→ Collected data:
= Beginning of Section =

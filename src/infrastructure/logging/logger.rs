use super::config::{LogConfig, LogFormat, RotationPolicy};
use anyhow::Result;
use std::io;
use std::path::Path;
use tracing::Level;
use tracing_appender::non_blocking::WorkerGuard;
use tracing_appender::rolling::{self, RollingFileAppender};
use tracing_subscriber::fmt::format::FmtSpan;
use tracing_subscriber::layer::SubscriberExt;
use tracing_subscriber::util::SubscriberInitExt;
use tracing_subscriber::{EnvFilter, Layer, Registry};

const LOG_FILE_PREFIX: &str = "tasklane.log";

type BoxedLayer = Box<dyn Layer<Registry> + Send + Sync>;

/// Installed global subscriber. Dropping it flushes and stops the file writer.
pub struct LoggerImpl {
    _guard: Option<WorkerGuard>,
}

impl LoggerImpl {
    /// Install the global subscriber described by `config`.
    ///
    /// `RUST_LOG` directives override `config.level`. File output is always
    /// JSON; stdout follows `config.format`.
    ///
    /// # Errors
    /// Returns an error for an unknown level or when a global subscriber is
    /// already installed.
    pub fn init(config: &LogConfig) -> Result<Self> {
        let default_level = parse_log_level(&config.level)?;
        let mut layers: Vec<BoxedLayer> = Vec::new();
        let mut guard = None;

        if let Some(ref log_dir) = config.log_dir {
            let (writer, file_guard) = tracing_appender::non_blocking(file_appender(log_dir, config.rotation));
            guard = Some(file_guard);

            layers.push(
                tracing_subscriber::fmt::layer()
                    .json()
                    .with_writer(writer)
                    .with_ansi(false)
                    .with_current_span(true)
                    .with_span_list(true)
                    .with_target(true)
                    .with_thread_ids(true)
                    .with_file(true)
                    .with_line_number(true)
                    .with_filter(env_filter(default_level))
                    .boxed(),
            );
        }

        if config.enable_stdout {
            let stdout_layer = match config.format {
                LogFormat::Json => tracing_subscriber::fmt::layer()
                    .json()
                    .with_writer(io::stdout)
                    .with_current_span(true)
                    .with_span_list(true)
                    .with_target(true)
                    .with_filter(env_filter(default_level))
                    .boxed(),
                LogFormat::Pretty => tracing_subscriber::fmt::layer()
                    .pretty()
                    .with_writer(io::stdout)
                    .with_target(true)
                    .with_file(true)
                    .with_line_number(true)
                    .with_span_events(FmtSpan::CLOSE)
                    .with_filter(env_filter(default_level))
                    .boxed(),
            };
            layers.push(stdout_layer);
        }

        tracing_subscriber::registry().with(layers).try_init()?;

        tracing::info!(
            level = %config.level,
            format = ?config.format,
            file_output = config.log_dir.is_some(),
            "logger initialized"
        );

        Ok(Self { _guard: guard })
    }
}

fn env_filter(default_level: Level) -> EnvFilter {
    EnvFilter::builder()
        .with_default_directive(default_level.into())
        .from_env_lossy()
}

fn file_appender(log_dir: &Path, rotation: RotationPolicy) -> RollingFileAppender {
    match rotation {
        RotationPolicy::Daily => rolling::daily(log_dir, LOG_FILE_PREFIX),
        RotationPolicy::Hourly => rolling::hourly(log_dir, LOG_FILE_PREFIX),
        RotationPolicy::Never => rolling::never(log_dir, LOG_FILE_PREFIX),
    }
}

/// Parse log level string to Level
fn parse_log_level(level: &str) -> Result<Level> {
    match level.to_lowercase().as_str() {
        "trace" => Ok(Level::TRACE),
        "debug" => Ok(Level::DEBUG),
        "info" => Ok(Level::INFO),
        "warn" => Ok(Level::WARN),
        "error" => Ok(Level::ERROR),
        _ => anyhow::bail!("Invalid log level: {level}"),
    }
}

= End of Section =

→ Activity:
The answer must be an exact copy of every record above.

→ Written reply:
filename src/infrastructure/logging/logger.rs
use super::config::{LogConfig, LogFormat, RotationPolicy};
use anyhow::Result;
use std::io;
use std::path::Path;
use tracing::Level;
use tracing_appender::non_blocking::WorkerGuard;
use tracing_appender::rolling::{self, RollingFileAppender};
use tracing_subscriber::fmt::format::FmtSpan;
use tracing_subscriber::layer::SubscriberExt;
use tracing_subscriber::util::SubscriberInitExt;
use tracing_subscriber::{EnvFilter, Layer, Registry};

const LOG_FILE_PREFIX: &str = "tasklane.log";

type BoxedLayer = Box<dyn Layer<Registry> + Send + Sync>;

/// Installed global subscriber. Dropping it flushes and stops the file writer.
pub struct LoggerImpl {
    _guard: Option<WorkerGuard>,
}

impl LoggerImpl {
    /// Install the global subscriber described by `config`.
    ///
    /// `RUST_LOG` directives override `config.level`. File output is always
    /// JSON; stdout follows `config.format`.
    ///
    /// # Errors
    /// Returns an error for an unknown level or when a global subscriber is
    /// already installed.
    pub fn init(config: &LogConfig) -> Result<Self> {
        let default_level = parse_log_level(&config.level)?;
        let mut layers: Vec<BoxedLayer> = Vec::new();
        let mut guard = None;

        if let Some(ref log_dir) = config.log_dir {
            let (writer, file_guard) = tracing_appender::non_blocking(file_appender(log_dir, config.rotation));
            guard = Some(file_guard);

            layers.push(
                tracing_subscriber::fmt::layer()
                    .json()
                    .with_writer(writer)
                    .with_ansi(false)
                    .with_current_span(true)
                    .with_span_list(true)
                    .with_target(true)
                    .with_thread_ids(true)
                    .with_file(true)
                    .with_line_number(true)
                    .with_filter(env_filter(default_level))
                    .boxed(),
            );
        }

        if config.enable_stdout {
            let stdout_layer = match config.format {
                LogFormat::Json => tracing_subscriber::fmt::layer()
                    .json()
                    .with_writer(io::stdout)
                    .with_current_span(true)
                    .with_span_list(true)
                    .with_target(true)
                    .with_filter(env_filter(default_level))
                    .boxed(),
                LogFormat::Pretty => tracing_subscriber::fmt::layer()
                    .pretty()
                    .with_writer(io::stdout)
                    .with_target(true)
                    .with_file(true)
                    .with_line_number(true)
                    .with_span_events(FmtSpan::CLOSE)
                    .with_filter(env_filter(default_level))
                    .boxed(),
            };
            layers.push(stdout_layer);
        }

        tracing_subscriber::registry().with(layers).try_init()?;

        tracing::info!(
            level = %config.level,
            format = ?config.format,
            file_output = config.log_dir.is_some(),
            "logger initialized"
        );

        Ok(Self { _guard: guard })
    }
}

fn env_filter(default_level: Level) -> EnvFilter {
    EnvFilter::builder()
        .with_default_directive(default_level.into())
        .from_env_lossy()
}

fn file_appender(log_dir: &Path, rotation: RotationPolicy) -> RollingFileAppender {
    match rotation {
        RotationPolicy::Daily => rolling::daily(log_dir, LOG_FILE_PREFIX),
        RotationPolicy::Hourly => rolling::hourly(log_dir, LOG_FILE_PREFIX),
        RotationPolicy::Never => rolling::never(log_dir, LOG_FILE_PREFIX),
    }
}

/// Parse log level string to Level
fn parse_log_level(level: &str) -> Result<Level> {
    match level.to_lowercase().as_str() {
        "trace" => Ok(Level::TRACE),
        "debug" => Ok(Level::DEBUG),
        "info" => Ok(Level::INFO),
        "warn" => Ok(Level::WARN),
        "error" => Ok(Level::ERROR),
        _ => anyhow::bail!("Invalid log level: {level}"),
    }
}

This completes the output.